**DIRECTIONS**.
After finding the line containing "ballot kind. At" below, please output that line and each following one through the line containing "use isaac_messages::BallotGossip;", exactly as written.

Dataset entries
[Start of section]
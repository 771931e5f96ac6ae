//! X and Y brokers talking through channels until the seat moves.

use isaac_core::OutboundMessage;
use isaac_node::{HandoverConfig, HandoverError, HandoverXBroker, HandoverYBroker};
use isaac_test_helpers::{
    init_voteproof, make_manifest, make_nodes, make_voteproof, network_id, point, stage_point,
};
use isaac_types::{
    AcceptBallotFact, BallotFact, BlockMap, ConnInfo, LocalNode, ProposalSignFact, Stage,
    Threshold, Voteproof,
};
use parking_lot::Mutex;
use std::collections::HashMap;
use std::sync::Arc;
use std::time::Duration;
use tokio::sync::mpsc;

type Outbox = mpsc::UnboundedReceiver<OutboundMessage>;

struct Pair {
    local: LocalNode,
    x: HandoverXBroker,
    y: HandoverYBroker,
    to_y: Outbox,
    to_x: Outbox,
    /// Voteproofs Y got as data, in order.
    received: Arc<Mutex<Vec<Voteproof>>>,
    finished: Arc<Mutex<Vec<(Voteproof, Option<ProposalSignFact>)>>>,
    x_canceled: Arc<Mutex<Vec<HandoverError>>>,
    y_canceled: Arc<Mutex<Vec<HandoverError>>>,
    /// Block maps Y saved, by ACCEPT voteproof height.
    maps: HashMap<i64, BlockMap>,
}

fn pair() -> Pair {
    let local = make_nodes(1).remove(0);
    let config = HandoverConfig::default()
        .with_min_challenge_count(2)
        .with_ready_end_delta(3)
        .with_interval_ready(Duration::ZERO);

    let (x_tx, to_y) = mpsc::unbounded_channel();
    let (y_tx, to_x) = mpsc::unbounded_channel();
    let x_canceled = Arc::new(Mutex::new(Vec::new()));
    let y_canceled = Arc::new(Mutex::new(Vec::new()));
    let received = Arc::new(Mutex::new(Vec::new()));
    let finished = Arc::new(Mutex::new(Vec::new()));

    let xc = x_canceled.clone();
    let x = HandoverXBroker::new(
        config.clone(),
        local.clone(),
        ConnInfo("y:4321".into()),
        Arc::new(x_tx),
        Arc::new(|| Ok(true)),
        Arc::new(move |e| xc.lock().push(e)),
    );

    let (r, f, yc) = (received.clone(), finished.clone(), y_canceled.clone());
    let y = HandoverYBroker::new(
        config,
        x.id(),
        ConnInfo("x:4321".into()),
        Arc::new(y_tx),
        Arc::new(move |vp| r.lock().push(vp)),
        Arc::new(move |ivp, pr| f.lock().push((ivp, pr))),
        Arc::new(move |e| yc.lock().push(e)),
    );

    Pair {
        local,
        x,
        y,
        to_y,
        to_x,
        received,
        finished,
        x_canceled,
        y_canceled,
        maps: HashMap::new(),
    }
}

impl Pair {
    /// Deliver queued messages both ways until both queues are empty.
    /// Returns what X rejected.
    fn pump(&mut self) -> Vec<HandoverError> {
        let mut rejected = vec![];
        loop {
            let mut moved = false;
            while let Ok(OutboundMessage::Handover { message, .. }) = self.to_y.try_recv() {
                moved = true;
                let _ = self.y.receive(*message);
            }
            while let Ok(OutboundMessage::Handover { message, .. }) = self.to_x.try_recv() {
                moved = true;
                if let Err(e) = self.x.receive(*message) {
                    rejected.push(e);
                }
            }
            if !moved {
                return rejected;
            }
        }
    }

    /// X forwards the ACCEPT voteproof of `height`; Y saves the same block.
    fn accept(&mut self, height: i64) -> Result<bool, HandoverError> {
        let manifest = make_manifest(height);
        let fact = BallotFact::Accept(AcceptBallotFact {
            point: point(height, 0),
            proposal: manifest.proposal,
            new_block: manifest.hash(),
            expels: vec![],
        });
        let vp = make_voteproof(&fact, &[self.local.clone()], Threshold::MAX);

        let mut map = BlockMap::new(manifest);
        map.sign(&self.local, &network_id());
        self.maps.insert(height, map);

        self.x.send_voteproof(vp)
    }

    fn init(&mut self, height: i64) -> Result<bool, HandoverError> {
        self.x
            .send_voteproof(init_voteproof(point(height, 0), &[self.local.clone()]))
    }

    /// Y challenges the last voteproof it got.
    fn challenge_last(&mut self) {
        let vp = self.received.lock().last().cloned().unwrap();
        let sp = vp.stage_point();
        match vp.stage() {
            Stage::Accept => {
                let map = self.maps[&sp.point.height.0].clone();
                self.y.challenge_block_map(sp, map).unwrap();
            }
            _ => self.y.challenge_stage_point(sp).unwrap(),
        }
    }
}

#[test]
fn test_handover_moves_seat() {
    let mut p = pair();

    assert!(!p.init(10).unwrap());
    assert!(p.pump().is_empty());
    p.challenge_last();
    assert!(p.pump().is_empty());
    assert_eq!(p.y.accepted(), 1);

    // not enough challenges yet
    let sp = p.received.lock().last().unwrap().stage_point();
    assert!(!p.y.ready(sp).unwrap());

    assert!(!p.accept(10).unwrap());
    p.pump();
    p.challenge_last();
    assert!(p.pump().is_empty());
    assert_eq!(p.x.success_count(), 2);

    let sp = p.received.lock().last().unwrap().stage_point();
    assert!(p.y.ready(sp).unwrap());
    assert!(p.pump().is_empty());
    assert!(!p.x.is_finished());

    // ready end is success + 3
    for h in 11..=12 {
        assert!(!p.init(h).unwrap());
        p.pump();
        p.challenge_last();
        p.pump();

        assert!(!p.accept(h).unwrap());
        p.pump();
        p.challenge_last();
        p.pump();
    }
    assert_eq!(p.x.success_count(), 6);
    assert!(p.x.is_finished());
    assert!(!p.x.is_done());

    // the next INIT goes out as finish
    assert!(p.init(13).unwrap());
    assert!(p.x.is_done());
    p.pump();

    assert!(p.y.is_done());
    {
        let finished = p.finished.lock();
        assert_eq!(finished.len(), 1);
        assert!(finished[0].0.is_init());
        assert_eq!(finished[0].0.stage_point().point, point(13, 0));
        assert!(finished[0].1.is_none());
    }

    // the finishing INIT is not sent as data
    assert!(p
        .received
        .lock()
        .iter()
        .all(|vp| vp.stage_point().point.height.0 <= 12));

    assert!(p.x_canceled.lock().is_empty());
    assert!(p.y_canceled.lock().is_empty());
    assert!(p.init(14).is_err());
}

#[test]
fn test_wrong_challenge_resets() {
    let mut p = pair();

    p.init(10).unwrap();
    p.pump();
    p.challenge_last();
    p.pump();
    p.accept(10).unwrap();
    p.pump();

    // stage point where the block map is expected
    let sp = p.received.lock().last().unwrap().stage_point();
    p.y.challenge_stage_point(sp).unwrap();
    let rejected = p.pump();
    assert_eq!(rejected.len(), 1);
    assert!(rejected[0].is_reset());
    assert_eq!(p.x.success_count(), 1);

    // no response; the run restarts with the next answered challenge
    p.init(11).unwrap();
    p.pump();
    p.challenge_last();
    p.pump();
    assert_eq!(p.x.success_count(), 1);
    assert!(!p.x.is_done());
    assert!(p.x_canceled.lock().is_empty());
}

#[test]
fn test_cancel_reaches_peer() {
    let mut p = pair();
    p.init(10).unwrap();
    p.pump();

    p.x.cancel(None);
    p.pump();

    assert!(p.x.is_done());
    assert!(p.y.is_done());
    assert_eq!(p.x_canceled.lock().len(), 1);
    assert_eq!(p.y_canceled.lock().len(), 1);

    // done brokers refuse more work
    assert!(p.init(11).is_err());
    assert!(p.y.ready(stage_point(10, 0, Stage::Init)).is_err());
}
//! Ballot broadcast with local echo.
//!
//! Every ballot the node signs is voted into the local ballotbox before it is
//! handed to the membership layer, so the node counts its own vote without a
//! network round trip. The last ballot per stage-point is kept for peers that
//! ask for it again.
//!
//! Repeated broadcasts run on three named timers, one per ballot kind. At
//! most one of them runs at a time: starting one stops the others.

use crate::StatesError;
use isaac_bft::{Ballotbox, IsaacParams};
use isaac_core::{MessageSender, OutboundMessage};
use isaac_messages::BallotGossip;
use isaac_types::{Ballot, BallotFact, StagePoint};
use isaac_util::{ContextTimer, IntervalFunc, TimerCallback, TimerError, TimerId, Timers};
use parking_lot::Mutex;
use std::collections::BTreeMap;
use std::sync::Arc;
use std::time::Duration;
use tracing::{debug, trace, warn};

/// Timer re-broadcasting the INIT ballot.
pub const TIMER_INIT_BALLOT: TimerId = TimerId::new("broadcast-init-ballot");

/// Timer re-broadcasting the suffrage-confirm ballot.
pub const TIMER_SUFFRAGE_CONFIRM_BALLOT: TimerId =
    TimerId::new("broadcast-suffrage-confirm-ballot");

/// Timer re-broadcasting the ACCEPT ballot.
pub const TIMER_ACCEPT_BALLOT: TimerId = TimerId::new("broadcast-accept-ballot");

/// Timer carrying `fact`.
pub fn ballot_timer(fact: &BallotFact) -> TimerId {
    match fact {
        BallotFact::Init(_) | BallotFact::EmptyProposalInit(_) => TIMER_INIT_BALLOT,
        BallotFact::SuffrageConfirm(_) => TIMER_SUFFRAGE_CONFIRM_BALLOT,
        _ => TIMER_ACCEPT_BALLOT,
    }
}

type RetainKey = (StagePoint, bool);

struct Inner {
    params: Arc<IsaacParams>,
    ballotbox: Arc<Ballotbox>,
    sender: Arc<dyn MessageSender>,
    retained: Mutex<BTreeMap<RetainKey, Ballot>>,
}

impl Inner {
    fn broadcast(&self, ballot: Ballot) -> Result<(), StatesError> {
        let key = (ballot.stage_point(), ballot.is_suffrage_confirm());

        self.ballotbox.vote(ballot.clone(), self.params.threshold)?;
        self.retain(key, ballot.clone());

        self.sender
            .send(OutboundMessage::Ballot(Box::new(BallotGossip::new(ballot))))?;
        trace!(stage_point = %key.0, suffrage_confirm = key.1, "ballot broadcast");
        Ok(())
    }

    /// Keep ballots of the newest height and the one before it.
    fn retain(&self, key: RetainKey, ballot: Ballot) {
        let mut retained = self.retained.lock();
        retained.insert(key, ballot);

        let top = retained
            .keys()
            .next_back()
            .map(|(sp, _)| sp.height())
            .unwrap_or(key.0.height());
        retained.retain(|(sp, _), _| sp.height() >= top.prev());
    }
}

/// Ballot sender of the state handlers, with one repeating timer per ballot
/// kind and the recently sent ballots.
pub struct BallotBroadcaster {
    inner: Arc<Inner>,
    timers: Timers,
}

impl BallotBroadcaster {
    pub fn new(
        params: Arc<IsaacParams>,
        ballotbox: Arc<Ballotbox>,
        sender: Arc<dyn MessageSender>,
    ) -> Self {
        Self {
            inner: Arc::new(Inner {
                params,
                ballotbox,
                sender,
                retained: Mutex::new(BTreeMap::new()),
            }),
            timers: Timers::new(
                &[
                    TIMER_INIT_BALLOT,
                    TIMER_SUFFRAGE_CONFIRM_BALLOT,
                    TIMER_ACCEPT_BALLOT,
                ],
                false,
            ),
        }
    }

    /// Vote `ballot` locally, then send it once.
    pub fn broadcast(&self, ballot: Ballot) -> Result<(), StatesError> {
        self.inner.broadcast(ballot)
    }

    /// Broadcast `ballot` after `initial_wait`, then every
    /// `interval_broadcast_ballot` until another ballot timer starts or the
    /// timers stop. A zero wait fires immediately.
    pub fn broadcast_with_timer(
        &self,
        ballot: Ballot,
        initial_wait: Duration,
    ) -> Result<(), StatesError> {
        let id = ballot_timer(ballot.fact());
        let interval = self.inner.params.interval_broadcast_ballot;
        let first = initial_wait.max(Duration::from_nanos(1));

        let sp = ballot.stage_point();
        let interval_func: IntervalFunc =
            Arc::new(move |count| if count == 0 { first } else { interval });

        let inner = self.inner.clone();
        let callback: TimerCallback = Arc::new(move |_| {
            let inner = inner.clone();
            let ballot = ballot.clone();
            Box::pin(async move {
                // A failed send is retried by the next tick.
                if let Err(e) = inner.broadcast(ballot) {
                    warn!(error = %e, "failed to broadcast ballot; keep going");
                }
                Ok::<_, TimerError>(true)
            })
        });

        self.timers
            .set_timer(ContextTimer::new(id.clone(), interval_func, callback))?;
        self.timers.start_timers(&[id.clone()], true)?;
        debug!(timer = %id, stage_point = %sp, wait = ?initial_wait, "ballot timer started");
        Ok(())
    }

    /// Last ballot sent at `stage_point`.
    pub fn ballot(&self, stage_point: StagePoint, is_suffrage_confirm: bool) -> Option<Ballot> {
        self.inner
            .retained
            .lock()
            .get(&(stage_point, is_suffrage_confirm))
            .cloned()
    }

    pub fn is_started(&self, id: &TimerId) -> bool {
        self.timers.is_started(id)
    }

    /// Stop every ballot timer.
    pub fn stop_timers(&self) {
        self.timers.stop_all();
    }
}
[End of section]
**SOLUTION**.
//! Repeated broadcasts run on three named timers, one per ballot kind. At
//! most one of them runs at a time: starting one stops the others.

use crate::StatesError;
use isaac_bft::{Ballotbox, IsaacParams};
use isaac_core::{MessageSender, OutboundMessage};
use isaac_messages::BallotGossip;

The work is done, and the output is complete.